## [Exercise data]

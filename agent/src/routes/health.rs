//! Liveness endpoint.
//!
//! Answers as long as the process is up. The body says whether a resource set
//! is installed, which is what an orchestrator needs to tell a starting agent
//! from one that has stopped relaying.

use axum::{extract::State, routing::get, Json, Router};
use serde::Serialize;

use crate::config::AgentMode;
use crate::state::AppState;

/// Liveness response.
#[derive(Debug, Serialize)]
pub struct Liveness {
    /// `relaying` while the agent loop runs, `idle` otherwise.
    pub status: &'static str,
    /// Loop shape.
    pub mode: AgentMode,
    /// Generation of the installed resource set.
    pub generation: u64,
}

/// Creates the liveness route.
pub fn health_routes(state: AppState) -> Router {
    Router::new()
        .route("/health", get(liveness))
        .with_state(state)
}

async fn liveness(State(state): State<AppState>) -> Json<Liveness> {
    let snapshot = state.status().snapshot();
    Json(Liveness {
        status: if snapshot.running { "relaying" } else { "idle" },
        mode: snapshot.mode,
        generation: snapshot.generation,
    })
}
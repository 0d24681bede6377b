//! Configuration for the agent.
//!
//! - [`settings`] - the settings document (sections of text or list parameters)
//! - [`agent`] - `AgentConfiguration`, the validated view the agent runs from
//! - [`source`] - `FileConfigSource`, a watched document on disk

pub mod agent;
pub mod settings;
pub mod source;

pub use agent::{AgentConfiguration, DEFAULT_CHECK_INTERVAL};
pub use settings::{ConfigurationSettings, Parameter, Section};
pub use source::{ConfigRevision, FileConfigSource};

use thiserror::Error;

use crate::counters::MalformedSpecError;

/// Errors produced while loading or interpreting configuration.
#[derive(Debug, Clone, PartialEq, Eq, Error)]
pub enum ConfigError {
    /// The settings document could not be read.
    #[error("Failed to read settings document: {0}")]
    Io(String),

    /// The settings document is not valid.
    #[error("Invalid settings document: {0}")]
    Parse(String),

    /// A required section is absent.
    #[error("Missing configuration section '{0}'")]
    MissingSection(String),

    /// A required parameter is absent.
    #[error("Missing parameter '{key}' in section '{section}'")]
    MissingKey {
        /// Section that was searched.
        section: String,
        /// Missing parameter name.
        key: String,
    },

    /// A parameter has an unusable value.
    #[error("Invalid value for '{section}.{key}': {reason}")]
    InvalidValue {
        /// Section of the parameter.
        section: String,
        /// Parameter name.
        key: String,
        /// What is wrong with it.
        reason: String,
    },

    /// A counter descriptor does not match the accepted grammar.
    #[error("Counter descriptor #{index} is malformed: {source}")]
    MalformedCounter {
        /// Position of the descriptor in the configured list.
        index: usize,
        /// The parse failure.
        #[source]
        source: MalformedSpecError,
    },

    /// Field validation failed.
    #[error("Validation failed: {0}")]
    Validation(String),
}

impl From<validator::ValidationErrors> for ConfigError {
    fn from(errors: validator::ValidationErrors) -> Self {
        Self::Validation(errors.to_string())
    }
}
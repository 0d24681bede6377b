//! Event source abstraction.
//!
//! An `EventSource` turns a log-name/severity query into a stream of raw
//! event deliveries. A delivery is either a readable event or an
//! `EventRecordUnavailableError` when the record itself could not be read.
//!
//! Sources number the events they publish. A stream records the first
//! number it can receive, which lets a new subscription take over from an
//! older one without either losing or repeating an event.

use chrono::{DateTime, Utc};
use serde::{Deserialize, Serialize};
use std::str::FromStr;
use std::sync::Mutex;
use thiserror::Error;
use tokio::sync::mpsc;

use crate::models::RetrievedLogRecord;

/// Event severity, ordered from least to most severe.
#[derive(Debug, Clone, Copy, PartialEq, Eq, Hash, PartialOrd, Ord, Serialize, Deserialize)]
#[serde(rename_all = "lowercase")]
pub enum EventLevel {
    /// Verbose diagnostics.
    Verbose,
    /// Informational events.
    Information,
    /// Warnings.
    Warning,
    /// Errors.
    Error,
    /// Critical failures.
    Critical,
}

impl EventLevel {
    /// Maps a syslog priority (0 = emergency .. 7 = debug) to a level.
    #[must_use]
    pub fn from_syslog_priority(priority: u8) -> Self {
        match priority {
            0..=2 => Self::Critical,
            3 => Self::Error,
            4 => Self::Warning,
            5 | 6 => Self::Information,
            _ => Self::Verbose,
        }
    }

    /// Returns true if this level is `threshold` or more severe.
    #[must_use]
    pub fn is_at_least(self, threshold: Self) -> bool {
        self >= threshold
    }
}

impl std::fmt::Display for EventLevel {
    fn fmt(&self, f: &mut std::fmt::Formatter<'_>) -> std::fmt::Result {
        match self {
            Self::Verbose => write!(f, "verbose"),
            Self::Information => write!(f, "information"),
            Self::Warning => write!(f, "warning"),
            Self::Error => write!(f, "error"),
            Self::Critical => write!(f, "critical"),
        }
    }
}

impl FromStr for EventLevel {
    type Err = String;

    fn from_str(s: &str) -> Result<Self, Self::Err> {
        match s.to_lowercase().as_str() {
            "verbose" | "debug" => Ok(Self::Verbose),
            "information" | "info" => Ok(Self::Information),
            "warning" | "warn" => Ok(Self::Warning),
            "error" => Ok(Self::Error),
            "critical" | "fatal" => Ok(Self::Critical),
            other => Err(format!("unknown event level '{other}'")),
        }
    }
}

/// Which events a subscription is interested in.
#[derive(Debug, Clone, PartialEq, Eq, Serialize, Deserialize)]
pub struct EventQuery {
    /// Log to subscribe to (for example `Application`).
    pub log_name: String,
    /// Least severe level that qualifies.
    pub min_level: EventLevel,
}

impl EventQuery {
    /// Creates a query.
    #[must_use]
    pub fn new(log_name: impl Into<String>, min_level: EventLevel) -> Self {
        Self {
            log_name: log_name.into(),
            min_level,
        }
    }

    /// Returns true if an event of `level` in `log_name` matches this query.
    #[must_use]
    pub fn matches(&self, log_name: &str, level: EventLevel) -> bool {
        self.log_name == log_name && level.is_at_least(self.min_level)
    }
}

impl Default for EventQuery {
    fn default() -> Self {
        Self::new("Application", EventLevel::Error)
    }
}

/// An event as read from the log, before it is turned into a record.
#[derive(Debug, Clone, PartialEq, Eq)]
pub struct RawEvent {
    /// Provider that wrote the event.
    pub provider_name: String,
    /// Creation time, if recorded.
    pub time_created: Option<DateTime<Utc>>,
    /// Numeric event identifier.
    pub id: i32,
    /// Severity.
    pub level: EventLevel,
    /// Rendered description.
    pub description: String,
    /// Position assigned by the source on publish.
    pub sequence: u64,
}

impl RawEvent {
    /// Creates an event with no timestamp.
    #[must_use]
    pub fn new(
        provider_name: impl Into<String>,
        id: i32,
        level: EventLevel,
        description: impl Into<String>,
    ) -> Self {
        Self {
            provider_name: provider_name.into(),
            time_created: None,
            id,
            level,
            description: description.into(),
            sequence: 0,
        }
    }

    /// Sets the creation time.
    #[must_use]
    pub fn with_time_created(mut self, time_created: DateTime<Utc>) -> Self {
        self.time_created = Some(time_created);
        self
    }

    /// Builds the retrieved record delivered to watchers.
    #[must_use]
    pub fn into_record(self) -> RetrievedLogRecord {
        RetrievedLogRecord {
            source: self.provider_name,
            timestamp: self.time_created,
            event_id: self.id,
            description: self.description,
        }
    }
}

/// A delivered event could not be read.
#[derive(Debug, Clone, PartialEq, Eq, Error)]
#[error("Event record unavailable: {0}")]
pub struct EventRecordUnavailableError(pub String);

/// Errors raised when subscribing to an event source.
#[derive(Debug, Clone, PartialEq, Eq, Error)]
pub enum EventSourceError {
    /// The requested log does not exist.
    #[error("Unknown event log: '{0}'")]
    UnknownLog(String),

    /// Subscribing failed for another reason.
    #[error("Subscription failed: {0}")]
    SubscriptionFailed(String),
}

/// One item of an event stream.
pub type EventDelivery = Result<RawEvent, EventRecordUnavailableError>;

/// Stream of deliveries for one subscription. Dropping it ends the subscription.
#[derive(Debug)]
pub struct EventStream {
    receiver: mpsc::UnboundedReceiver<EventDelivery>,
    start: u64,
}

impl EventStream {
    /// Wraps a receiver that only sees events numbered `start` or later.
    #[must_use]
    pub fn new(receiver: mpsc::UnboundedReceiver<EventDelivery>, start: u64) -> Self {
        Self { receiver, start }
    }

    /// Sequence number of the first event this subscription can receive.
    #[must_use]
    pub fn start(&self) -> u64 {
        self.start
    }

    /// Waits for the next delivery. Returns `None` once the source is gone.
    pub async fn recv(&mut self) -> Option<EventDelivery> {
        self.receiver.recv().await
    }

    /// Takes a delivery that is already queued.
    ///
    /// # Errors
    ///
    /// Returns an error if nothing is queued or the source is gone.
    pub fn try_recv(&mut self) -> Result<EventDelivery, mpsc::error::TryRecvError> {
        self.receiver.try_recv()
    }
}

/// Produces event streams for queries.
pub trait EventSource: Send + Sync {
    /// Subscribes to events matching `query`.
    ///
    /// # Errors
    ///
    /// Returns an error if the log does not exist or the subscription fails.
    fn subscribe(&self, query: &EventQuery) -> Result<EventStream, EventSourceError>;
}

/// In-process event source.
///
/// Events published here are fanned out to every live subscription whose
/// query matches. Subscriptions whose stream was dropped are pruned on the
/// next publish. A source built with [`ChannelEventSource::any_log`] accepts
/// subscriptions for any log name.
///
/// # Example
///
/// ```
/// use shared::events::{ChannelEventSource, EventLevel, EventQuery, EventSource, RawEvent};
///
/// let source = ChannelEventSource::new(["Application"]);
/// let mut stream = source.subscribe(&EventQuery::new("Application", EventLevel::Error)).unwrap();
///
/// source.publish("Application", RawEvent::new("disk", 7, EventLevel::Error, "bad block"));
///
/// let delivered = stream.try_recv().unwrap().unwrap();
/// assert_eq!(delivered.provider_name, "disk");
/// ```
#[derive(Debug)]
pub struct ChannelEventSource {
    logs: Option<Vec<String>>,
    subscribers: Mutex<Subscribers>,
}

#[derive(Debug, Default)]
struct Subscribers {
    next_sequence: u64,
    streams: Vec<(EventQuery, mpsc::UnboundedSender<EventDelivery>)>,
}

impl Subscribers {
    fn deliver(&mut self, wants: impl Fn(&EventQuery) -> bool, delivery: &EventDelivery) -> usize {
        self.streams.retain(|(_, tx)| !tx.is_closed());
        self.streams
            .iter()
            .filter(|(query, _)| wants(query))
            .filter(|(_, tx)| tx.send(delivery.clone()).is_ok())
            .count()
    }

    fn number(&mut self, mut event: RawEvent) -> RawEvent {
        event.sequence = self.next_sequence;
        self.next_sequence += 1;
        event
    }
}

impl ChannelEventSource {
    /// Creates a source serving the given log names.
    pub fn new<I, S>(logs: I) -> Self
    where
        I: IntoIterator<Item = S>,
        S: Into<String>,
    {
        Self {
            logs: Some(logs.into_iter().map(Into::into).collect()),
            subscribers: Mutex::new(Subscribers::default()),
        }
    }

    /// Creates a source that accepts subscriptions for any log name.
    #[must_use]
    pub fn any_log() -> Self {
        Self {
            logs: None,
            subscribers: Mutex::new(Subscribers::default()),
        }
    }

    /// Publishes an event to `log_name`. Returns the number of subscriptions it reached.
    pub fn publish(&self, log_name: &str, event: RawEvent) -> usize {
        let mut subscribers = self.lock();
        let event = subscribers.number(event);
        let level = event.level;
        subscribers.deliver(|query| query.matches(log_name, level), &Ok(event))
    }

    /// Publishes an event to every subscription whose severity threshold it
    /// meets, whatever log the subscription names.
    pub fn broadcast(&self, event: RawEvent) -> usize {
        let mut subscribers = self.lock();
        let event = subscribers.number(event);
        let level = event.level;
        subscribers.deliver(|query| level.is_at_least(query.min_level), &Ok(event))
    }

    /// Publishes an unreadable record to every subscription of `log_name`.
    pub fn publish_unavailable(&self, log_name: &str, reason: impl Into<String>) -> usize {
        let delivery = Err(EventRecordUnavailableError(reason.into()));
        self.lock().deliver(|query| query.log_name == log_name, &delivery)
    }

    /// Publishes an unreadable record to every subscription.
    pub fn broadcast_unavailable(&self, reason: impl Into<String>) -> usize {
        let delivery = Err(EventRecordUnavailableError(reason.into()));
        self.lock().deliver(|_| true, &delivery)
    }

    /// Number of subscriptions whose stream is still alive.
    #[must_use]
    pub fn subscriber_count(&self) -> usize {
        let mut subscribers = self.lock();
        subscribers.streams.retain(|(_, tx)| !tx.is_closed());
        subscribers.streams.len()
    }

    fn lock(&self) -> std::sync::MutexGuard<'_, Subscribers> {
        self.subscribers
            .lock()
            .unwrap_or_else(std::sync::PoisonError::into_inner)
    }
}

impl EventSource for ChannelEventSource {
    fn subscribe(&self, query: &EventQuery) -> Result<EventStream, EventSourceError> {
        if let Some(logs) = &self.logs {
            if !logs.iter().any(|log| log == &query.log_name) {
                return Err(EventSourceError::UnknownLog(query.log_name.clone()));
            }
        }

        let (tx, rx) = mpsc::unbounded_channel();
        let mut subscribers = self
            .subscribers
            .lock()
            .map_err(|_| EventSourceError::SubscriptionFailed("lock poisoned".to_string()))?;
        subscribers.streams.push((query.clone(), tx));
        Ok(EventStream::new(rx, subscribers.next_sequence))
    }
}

## [Action item]
Which lines above include "priority"? Show each of them by copying it.

## [Answer section]
    /// Maps a syslog priority (0 = emergency .. 7 = debug) to a level.
    pub fn from_syslog_priority(priority: u8) -> Self {
        match priority {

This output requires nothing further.